While we can specify a different size for all the points, we can also adjust the size of the points based on a continuous variable. Try this with an existing variable: body mass. We see that the size of the points gets larger, and a new piece of information has been added to the legend.

ggplot(penguins, aes(x = body_mass_g, y = flipper_length_mm, color = species, size = body_mass_g)) +
  geom_point(alpha = .5) 
## Warning: Removed 2 rows containing missing values or
## values outside the scale range
## (`geom_point()`).

This is a bit redundant though - we can already visualise the size using the x-axis. Try using another variable that is not in the aes call to control the size of the points. Try adding bill_depth_mm as the size variable.

What do you see? Which penguins have the deepest bills? Does this surprise you?

ggplot(penguins, aes(x = body_mass_g, y = flipper_length_mm, color = species, size = bill_depth_mm)) +
  geom_point(alpha = .5) 
## Warning: Removed 2 rows containing missing values or
## values outside the scale range
## (`geom_point()`).

using shape

We can control the shape of the points using the shape argument. The shapes are all assigned a different number code, which you can see here

If we pass a variable to shape, then the different levels of that variable will receive a different shape. Let’s add sex to the shape argument. I also added drop_na() to the penguins data to remove the two sexless penguins.

We can see some clustering based on sex as well, although this plot is starting to get a bit messy!

ggplot(drop_na(penguins), aes(x = body_mass_g, y = flipper_length_mm, color = species, size = bill_depth_mm, shape = sex)) +
  geom_point(alpha = .5)

change the axes

Play around a bit and see what happens if you replace flipper_length_mm with bill_depth_mm and bill_length_mm. Do you see any other relationships?

We see here that bill depth is deeper for Adelia and Chinstrap penguins when compared to Gentoo. We also see a positive relationship between body size and bill depth which seems to be stable among species.
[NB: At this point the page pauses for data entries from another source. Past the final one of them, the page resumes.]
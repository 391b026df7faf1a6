//! The uniform message abstraction handed to hooks.
//!
//! A `Message` is built once per inbound mention, reply or direct message and
//! never persisted.

use serde::Serialize;

use crate::note::{DirectMessage, DriveFile, Note, User};

/// An inbound message addressed to the agent.
#[derive(Debug, Clone, PartialEq, Serialize)]
pub struct Message {
    /// Note id for public posts, message id for direct messages.
    pub id: String,
    pub user: User,
    pub text: Option<String>,
    pub is_dm: bool,
    /// The note this one replies to, if any. Always `None` for direct messages.
    pub reply_id: Option<String>,
    pub files: Vec<DriveFile>,
}

impl Message {
    pub fn from_note(note: Note) -> Self {
        Self {
            id: note.id,
            user: note.user,
            text: note.text,
            is_dm: false,
            reply_id: note.reply_id,
            files: note.files,
        }
    }

    pub fn from_direct(dm: DirectMessage) -> Self {
        Self {
            id: dm.id,
            user: dm.user,
            text: dm.text,
            is_dm: true,
            reply_id: None,
            files: dm.file.into_iter().collect(),
        }
    }

    pub fn user_id(&self) -> &str {
        &self.user.id
    }

    /// Message text, or the empty string when there is none.
    pub fn text(&self) -> &str {
        self.text.as_deref().unwrap_or_default()
    }

    /// Whether the text contains any of `words`, ignoring case.
    pub fn includes(&self, words: &[&str]) -> bool {
        let text = self.text().to_lowercase();
        words.iter().any(|w| text.contains(&w.to_lowercase()))
    }

    /// A message has no conversation context when it is a public note that
    /// does not reply to anything.
    pub fn is_no_context(&self) -> bool {
        !self.is_dm && self.reply_id.is_none()
    }
}
//! `chirpbot run`: boot the agent and stream events until Ctrl-C.

use anyhow::Result;
use secrecy::{ExposeSecret, SecretString};
use tokio::sync::mpsc;

use chirpbot_core::agent::Runtime;
use chirpbot_core::api::BoxSocialApi;
use chirpbot_core::repository::BoxStore;
use chirpbot_infra::config::apply_overrides;
use chirpbot_infra::remote::{HttpSocialApi, StreamClient};
use chirpbot_types::error::{ConfigError, StartupError};

use crate::modules::builtin_modules;
use crate::state::AppState;

/// Capacity of the stream-to-router channel.
const EVENT_BUFFER: usize = 256;

pub async fn run(state: AppState, host: Option<String>, token: Option<String>) -> Result<()> {
    let AppState { config, store, .. } = state;
    let mut config = apply_overrides(config, host, token.map(SecretString::from));

    let host = config.require_host().map_err(StartupError::from)?;
    let token = config
        .token
        .take()
        .ok_or(StartupError::Config(ConfigError::Missing("token")))?;

    let api = HttpSocialApi::new(host.clone(), SecretString::from(token.expose_secret().to_owned()))?;
    let mut runtime = Runtime::boot(
        BoxStore::new(store.clone()),
        BoxSocialApi::new(api),
        config.settings,
        builtin_modules(),
    )
    .await
    .inspect_err(|e| tracing::error!(error = %e, "startup failed"))?;

    let (tx, rx) = mpsc::channel(EVENT_BUFFER);
    let stream = tokio::spawn(StreamClient::new(host, token).run(tx, runtime.cancellation_token()));
    runtime.start(rx);

    tokio::select! {
        signal = tokio::signal::ctrl_c() => {
            signal?;
            tracing::info!("shutdown requested");
        }
        _ = runtime.cancelled() => {}
    }

    runtime.shutdown().await;
    if let Err(e) = stream.await {
        tracing::warn!(error = %e, "stream task ended abnormally");
    }
    store.close().await;
    Ok(())
}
ggplot(penguins, aes(x = body_mass_g, y = bill_depth_mm, color = species)) +
  geom_point(alpha = .5) 
## Warning: Removed 2 rows containing missing values or
## values outside the scale range
## (`geom_point()`).

With bill length, it seems the chinstrap penguins have a longer bill on average, with a less clear positive relationship between size and bill length. There is a more straightforward relationship for the Gentoo and Adelie penguins.
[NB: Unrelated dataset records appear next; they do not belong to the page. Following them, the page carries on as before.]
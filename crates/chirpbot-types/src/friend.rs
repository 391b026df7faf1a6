//! Per-user affinity ledger records.

use chrono::{DateTime, Utc};
use serde::{Deserialize, Serialize};

use crate::note::User;

/// Affinity towards one remote user. Created lazily, never deleted.
#[derive(Debug, Clone, PartialEq, Serialize, Deserialize)]
pub struct AffinityRecord {
    pub user_id: String,
    /// Last seen profile snapshot, if one was observed.
    pub user: Option<User>,
    pub affinity: f64,
    pub created_at: DateTime<Utc>,
    pub updated_at: DateTime<Utc>,
}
ggplot(penguins, aes(x = body_mass_g, y = bill_length_mm, color = species)) +
  geom_point(alpha = .5) 
## Warning: Removed 2 rows containing missing values or
## values outside the scale range
## (`geom_point()`).

dealing with overlapping points using geom_jitter()

Sometimes you have plots with many points which causes overlap among the different points.

If we do something silly like plot island on the y axis and species on the x axis, we get the following plot:

ggplot(penguins, aes(y = island, x = species, color = island)) + 
  geom_point()

While it may look lie there are five different points, in fact there is still one point per observation. So these points are all standing on top of one another. We can use a similar geom, geom_jitter() to demonstrate this.

The geom jitter “jitters” the points by moving them around a bit. By default this is random, so you will get slightly different looking plots each time.

Jitter once..

ggplot(penguins, aes(y = island, x = species, color = island)) + 
  geom_jitter()

Same plot with new jitter movement…

ggplot(penguins, aes(y = island, x = species, color = island)) + 
  geom_jitter()

And a third time!..

ggplot(penguins, aes(y = island, x = species, color = island)) + 
  geom_jitter()

controlling the jitter

You can use width and height to control the extent of the jitter spacing

Tight jitter…

ggplot(penguins, aes(y = island, x = species, color = island)) + 
  geom_jitter(width = .1, height = .1)

Relatively good jitter

ggplot(penguins, aes(y = island, x = species, color = island)) + 
  geom_jitter(width = .25, height = .25)

utter madness!

ggplot(penguins, aes(y = island, x = species, color = island)) + 
  geom_jitter(width = 1, height = 1)